Materials and Methods:
The methanol extract (ME) was micronized using a vibratory ball mill, operated at a vibratory speed of 15 Hz for 60 min at room temperature, and the resulting extract micronized ME (MME) was investigated to determine particle size, solubility, UV/visible profile, and in vitro antidiabetic activity.
Results:
The average particle size of MME was 0.753±0.227 μm, which was less than half of that of the ME (2.007±0.965 μm).
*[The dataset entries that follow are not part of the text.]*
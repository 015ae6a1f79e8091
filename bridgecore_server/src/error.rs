use axum::body::Body;
use axum::http::{HeaderValue, StatusCode};
use axum::response::{IntoResponse, Response};
use serde::{Deserialize, Serialize};
use thiserror::Error;

use bridgecore_core::CoreError;

/// Error envelope returned to clients: `{ "detail": ..., "kind": ... }`.
#[derive(Debug, Serialize, Deserialize)]
pub struct ErrorOutput {
  pub detail: String,
  pub kind: String,
}

#[derive(Error, Debug)]
#[non_exhaustive]
pub enum AppError {
  #[error(transparent)]
  Core(#[from] CoreError),

  #[error("database error: {0}")]
  Sqlx(#[from] sqlx::Error),

  #[error("migration error: {0}")]
  Migrate(#[from] sqlx::migrate::MigrateError),

  #[error("cache backend error: {0}")]
  Cache(#[from] redis::RedisError),

  #[error("upstream http error: {0}")]
  Http(#[from] reqwest::Error),

  #[error("serialization error: {0}")]
  Json(#[from] serde_json::Error),

  #[error("internal error: {0}")]
  Internal(String),

  #[error("i/o error: {0}")]
  Io(#[from] std::io::Error),
}

impl AppError {
  fn core_view(&self) -> CoreError {
    match self {
      AppError::Core(e) => match e {
        CoreError::MissingToken => CoreError::MissingToken,
        CoreError::InvalidToken(m) => CoreError::InvalidToken(m.clone()),
        CoreError::ExpiredToken => CoreError::ExpiredToken,
        CoreError::WrongTokenKind { expected, got } => CoreError::WrongTokenKind {
          expected: expected.clone(),
          got: got.clone(),
        },
        CoreError::TenantUnknown => CoreError::TenantUnknown,
        CoreError::TenantSuspended => CoreError::TenantSuspended,
        CoreError::TenantDeleted => CoreError::TenantDeleted,
        CoreError::AuthFailed => CoreError::AuthFailed,
        CoreError::UserInactive => CoreError::UserInactive,
        CoreError::RateLimited { retry_after_s, scope } => CoreError::RateLimited {
          retry_after_s: *retry_after_s,
          scope: scope.clone(),
        },
        CoreError::UnknownOperation(m) => CoreError::UnknownOperation(m.clone()),
        CoreError::InvalidPayload(m) => CoreError::InvalidPayload(m.clone()),
        CoreError::ModelForbidden(m) => CoreError::ModelForbidden(m.clone()),
        CoreError::UpstreamAuthFailed(m) => CoreError::UpstreamAuthFailed(m.clone()),
        CoreError::UpstreamTimeout => CoreError::UpstreamTimeout,
        CoreError::UpstreamUnreachable(m) => CoreError::UpstreamUnreachable(m.clone()),
        CoreError::UpstreamError(m) => CoreError::UpstreamError(m.clone()),
        CoreError::CryptoError(m) => CoreError::CryptoError(m.clone()),
        CoreError::NotFound(m) => CoreError::NotFound(m.clone()),
        CoreError::Conflict(m) => CoreError::Conflict(m.clone()),
        CoreError::Internal(m) => CoreError::Internal(m.clone()),
      },
      AppError::Sqlx(e) => CoreError::Internal(e.to_string()),
      AppError::Migrate(e) => CoreError::Internal(e.to_string()),
      AppError::Cache(e) => CoreError::Internal(e.to_string()),
      AppError::Http(e) => CoreError::UpstreamUnreachable(e.to_string()),
      AppError::Json(e) => CoreError::InvalidPayload(e.to_string()),
      AppError::Internal(m) => CoreError::Internal(m.clone()),
      AppError::Io(e) => CoreError::Internal(e.to_string()),
    }
  }

  pub fn severity(&self) -> Option<bridgecore_core::error::Severity> {
    self.core_view().severity()
  }
}

impl IntoResponse for AppError {
  fn into_response(self) -> Response<Body> {
    let core = self.core_view();
    let status =
      StatusCode::from_u16(core.status_code()).unwrap_or(StatusCode::INTERNAL_SERVER_ERROR);
    let body = ErrorOutput {
      detail: self.to_string(),
      kind: core.kind_tag().to_string(),
    };

    let mut response = (status, axum::Json(body)).into_response();
    if let CoreError::RateLimited { retry_after_s, .. } = core {
      if let Ok(value) = HeaderValue::from_str(&retry_after_s.to_string()) {
        response.headers_mut().insert("Retry-After", value);
      }
    }
    response
  }
}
The solubility of MME was greater than that of the ME. MME exhibited 65.63%, 18.0%, and 96.87% higher antidiabetic activity in the glucose uptake by the yeast cells method, hemoglobin glycosylation assay, and the alpha amylase inhibition assay, respectively (p<0.05).
Conclusion:
The results of the present study indicate that micronization effectively enhanced the aqueous solubility and antidiabetic activity of methanol extract of leaves of Vinca rosea.
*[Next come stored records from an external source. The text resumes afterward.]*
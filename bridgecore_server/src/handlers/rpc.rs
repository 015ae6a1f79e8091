use axum::{
  extract::{Path, State},
  Extension, Json,
};
use bridgecore_core::Value;

use crate::dtos::rpc::{RpcCallRequest, RpcCallResponse};
use crate::error::AppError;
use crate::services::application::RequestContext;
use crate::state::AppState;

#[utoipa::path(
  post,
  path = "/api/v1/odoo/{operation}",
  request_body = RpcCallRequest,
  responses((status = 200, body = RpcCallResponse), (status = 403, description = "Operation or model not permitted")),
  params(("operation" = String, Path, description = "One of the enumerated RPC operations")),
  security(("access_token" = [])),
  tag = "odoo"
)]
pub async fn dispatch(
  State(state): State<AppState>,
  Extension(context): Extension<RequestContext>,
  Path(operation): Path<String>,
  Json(body): Json<RpcCallRequest>,
) -> Result<Json<RpcCallResponse>, AppError> {
  let upstream = state.admission.upstream_config(&context.tenant)?;
  let payload = Value::from(body.0);

  let response = state
    .gateway
    .dispatch(&context.tenant, &upstream, &operation, payload)
    .await?;

  Ok(Json(RpcCallResponse {
    result: serde_json::Value::from(response.result),
    cached: response.cached,
    tenant_id: response.tenant_id.0,
  }))
}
Keywords: Vinca rosea, methanol extract, micronization, solubility, antidiabetic activity
INTRODUCTION
The surge in interest among the public towards plant-based drugs is increasing day by day. However, mostly such products show poor aqueous solubility and oral bioavailability, leading to challenges in formulation development and efficacy. As a result, active constituents cannot reach the target site at a rate and extent needed to elicit therapeutic response. Several techniques may be used to improve aqueous solubility and oral bioavailability. Among such techniques, particle-size reduction (micronization) is one of the oldest approaches to improving solubility.1 Micronization, a conventional technique for size reduction, is commonly used for enhancing solubility. This technique reduces particle size up to 2-5 µm usually, but sometimes below 1 µm.2 For such purpose, jet milling, ball milling, and high-pressure homogenization machines are used frequently.1 In the present study, a ball mill was used to reduce the particle size of extract of leaves of a traditional medicinal plant, Vinca rosea.
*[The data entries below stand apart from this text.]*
use async_trait::async_trait;
use axum::{extract::State, http::StatusCode, response::IntoResponse, Json};
use serde::Serialize;
use std::time::Instant;
use utoipa::ToSchema;

use crate::state::AppState;

#[derive(Debug, Serialize, ToSchema)]
pub struct ServiceHealth {
  pub name: &'static str,
  pub healthy: bool,
  pub latency_ms: u64,
  pub error: Option<String>,
}

#[derive(Debug, Serialize, ToSchema)]
pub struct SystemHealth {
  pub healthy: bool,
  pub services: Vec<ServiceHealth>,
}

#[async_trait]
trait HealthChecker: Send + Sync {
  async fn check(&self) -> ServiceHealth;
}

struct DatabaseChecker(sqlx::PgPool);

#[async_trait]
impl HealthChecker for DatabaseChecker {
  async fn check(&self) -> ServiceHealth {
    let started = Instant::now();
    match sqlx::query("SELECT 1").fetch_one(&self.0).await {
      Ok(_) => ServiceHealth {
        name: "database",
        healthy: true,
        latency_ms: started.elapsed().as_millis() as u64,
        error: None,
      },
      Err(e) => ServiceHealth {
        name: "database",
        healthy: false,
        latency_ms: started.elapsed().as_millis() as u64,
        error: Some(e.to_string()),
      },
    }
  }
}

struct CacheChecker(crate::services::infrastructure::KvStore);

#[async_trait]
impl HealthChecker for CacheChecker {
  async fn check(&self) -> ServiceHealth {
    let started = Instant::now();
    match self.0.get_json::<bool>("health:probe").await {
      Ok(_) => ServiceHealth {
        name: "cache",
        healthy: true,
        latency_ms: started.elapsed().as_millis() as u64,
        error: None,
      },
      Err(e) => ServiceHealth {
        name: "cache",
        healthy: false,
        latency_ms: started.elapsed().as_millis() as u64,
        error: Some(e.to_string()),
      },
    }
  }
}

#[utoipa::path(get, path = "/health", responses((status = 200, description = "Process is alive")), tag = "health")]
pub async fn liveness() -> impl IntoResponse {
  StatusCode::OK
}

#[utoipa::path(
  get,
  path = "/health/db",
  responses((status = 200, description = "Database reachable"), (status = 503, description = "Database unreachable")),
  tag = "health"
)]
pub async fn database_health(State(state): State<AppState>) -> impl IntoResponse {
  let result = DatabaseChecker(state.pool.clone()).check().await;
  let status = if result.healthy { StatusCode::OK } else { StatusCode::SERVICE_UNAVAILABLE };
  (status, Json(result))
}

#[utoipa::path(
  get,
  path = "/health/cache",
  responses((status = 200, description = "Cache reachable"), (status = 503, description = "Cache unreachable")),
  tag = "health"
)]
pub async fn cache_health(State(state): State<AppState>) -> impl IntoResponse {
  let result = CacheChecker(state.kv.clone()).check().await;
  let status = if result.healthy { StatusCode::OK } else { StatusCode::SERVICE_UNAVAILABLE };
  (status, Json(result))
}

#[utoipa::path(
  get,
  path = "/health/full",
  responses((status = 200, description = "Every dependency reachable"), (status = 503, description = "At least one dependency unreachable")),
  tag = "health"
)]
pub async fn full_health(State(state): State<AppState>) -> impl IntoResponse {
  let services = vec![
    DatabaseChecker(state.pool.clone()).check().await,
    CacheChecker(state.kv.clone()).check().await,
  ];
  let healthy = services.iter().all(|s| s.healthy);
  let status = if healthy { StatusCode::OK } else { StatusCode::SERVICE_UNAVAILABLE };
  (status, Json(SystemHealth { healthy, services }))
}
The plant is well known due to its alkaloids such as vincristine and vinblastine for treating cancer.3 As a folkloric medicine, fresh leaves of the plant are chewed to manage diabetes. The scientific evidence for this use was reported due to isolation of alkaloids such as vindoline, vindolidine, vindolicine, and vindolinine, which had antidiabetic activity.4 The three alkaloids exhibited quite high median inhibitory concentration for cell viability and hence are considered safe to consume. Moreover, such alkaloids are poorly soluble in aqueous medium and suspected to have a low systemic level so that they exhibit cytotoxicity. The extracts of the plant contain flavonoids and polyphenols that have antidiabetic activity as well.5 The activity of extract of the plant may be enhanced by increasing aqueous solubility by micronization. Therefore, the present study aimed to reduce the particle size of methanol extract (ME) of leaves of V. rosea and evaluate the antidiabetic activity of micronized ME (MME). The results of the present study may enhance the utilization of this plant for managing diabetes.
MATERIALS AND METHODS
Collection and extraction
The plant was acquired from the National Agricultural Research Centre, Islamabad, Pakistan. The leaves were separated, washed, dried under shade, and pulverized. Powdered material (75 g) was macerated with 200 mL of methanol for 5 days. The solvent was removed and the extraction was repeated three times using the same volume of methanol. The extract was filtered and dried in vacuo at 40°C, and termed ME.
Micronization of extract
A vibratory ball mill (locally manufactured, Lahore, Pakistan) was used in this study. It was fitted with two stainless steel cylinders (10 cm in length, 32 mm in internal diameter) each containing one stainless steel ball (25 mm in diameter). A total of 3 g of ME was added to each of the cylinders, fitted in the mill, and micronized by operating the machine at a vibratory speed of 15 Hz for 60 min at room temperature. The resulting extract was termed MME.
Chemicals
Metronidazole (Siza International, Lahore, Pakistan), alpha amylase and hemoglobin (China), acarbose (Bayer, Pakistan), methanol (RCI Labscan, Thailand), glucose, starch, gallic acid, and enthrone reagent (Sigma Aldrich) were procured from the local market.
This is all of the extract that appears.